We feel that Russia could rely on Iran as a strategic partner for many years to come. For Europe, on the other hand, Iran may prove an inconvenient oil and gas exporter, since Tehran claims it intends to demand importers of Iranian oil also invest in industrial development in the country. Moreover, there are Iranian claims about the seller’s freedom to choose the LNG tankers’ destination if the “price is not right”.[15] Many U.S. experts doubt how loyal Iran would be to the United States. For instance, Ilan Berman, vice president of the American Foreign Policy Council, said “sanctions relief will transform Iran from a “partner” to a “patron” of oppressive regimes it currently backs, including Syria, Yemen, and Venezuela.” According to Berman, “Iran spends $200 million annually to support Hezbollah and $25 million per month to support Hamas, and Iran sends $6 billion annually to Syrian dictator Bashar al-Assad. This is a substantial expenditure, and it is also one as a result of sanctions relief that is likely to grow exponentially”.[16]

When oil prices were high, there was no urgent need for cooperation in production between oil powers, like Russia or the GCC states. But now, with the global economy suffering from instability, Russia and the GCC should seize the opportunity to promote effective cooperation in deep oil and gas processing, a broad range of petrochemical and other manufacturing industries, and agriculture. It is the only way to escape from oil export dependency in economic development. Russia can take an active role in these sectors with Saudi Arabia, the UAE, Bahrain, Oman, Kuwait.

GCC Map

3. A GCC Perspective

Abdulaziz AlDoseri, Bahrain Center for Strategic, International and Energy Studies

Months before signing the nuclear deal with P5+1, Iranian officials headed to London to showcase 45 oil and gas projects aiming to double Iran’s crude output. According to Mehdi Hosseini, chairman of Iran’s oil contracts restructuring committee, Iran aspires to move from current 2.8 million barrels/day to 5.7 million barrels/day production as a short term goal.[17]

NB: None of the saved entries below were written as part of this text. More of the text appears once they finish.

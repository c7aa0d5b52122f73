//! # Kusto MCP Server
//!
//! A Model Context Protocol (MCP) server for Azure Data Explorer (Kusto).
//!
//! This crate provides:
//! - **Tools**: Connect to a cluster, run KQL, analyze results, review queries
//! - **Resources**: Browse tables and schemas of the current database
//! - **Prompts**: Guided time series, cohort, funnel and data quality analyses
//!
//! ## Architecture
//!
//! A single [`KustoService`] owns the connection registry (one cached,
//! authenticated handle per cluster plus the active cluster/database pair),
//! the query executor and the schema accessor. Tools, resources and prompts
//! are thin adapters over it.

pub mod analysis;
pub mod config;
pub mod constants;
pub mod database;
pub mod error;
pub mod handlers;
pub mod prompter;
pub mod prompts;
pub mod resources;
pub mod security;
pub mod server;
pub mod service;
pub mod shutdown;
pub mod state;
pub mod tools;

pub use config::Config;
pub use error::{KustoError, McpError};
pub use server::KustoMcpServer;
pub use service::KustoService;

Hosseini presented new contracts and production-sharing and service agreements to International Oil Companies (IOCs) in the hope of attracting them to Iran.  The Iranian oil sector provides huge potential for investors. This interest is driven by abundant oil and gas reserves and low extraction costs. It is estimated that Iran would need investments of between $100 billion to $500 billion over the next five years to achieve its goals. The success of Iran’s plan to increase production lies in securing both IOCs’ technologies and foreign investors’ commitment.[18]

Yet there are plenty of considerations that both IOCs and foreign investors need to keep in mind, especially regarding Iran’s internal energy policies and the conditions on the global energy market. Hurt by western-imposed sanctions targeting its oil industry, Iran would like to regain its lost market share while oil market conditions are challenging.

Meanwhile, Iran can up their production to pre-sanctions levels without IOCs’ help. Iran’s Oil Minister Bijan Zanganeh claims that after sanctions are lifted, oil production will increase by 0.5 million barrels/day within one week and another 0.5 million barrels/day months later.[19] To achieve this Iran would have to reinvest some of its oil revenues, use some of its frozen assets (est. $100 billion) and the sell oil cargoes accumulated while under sanctions.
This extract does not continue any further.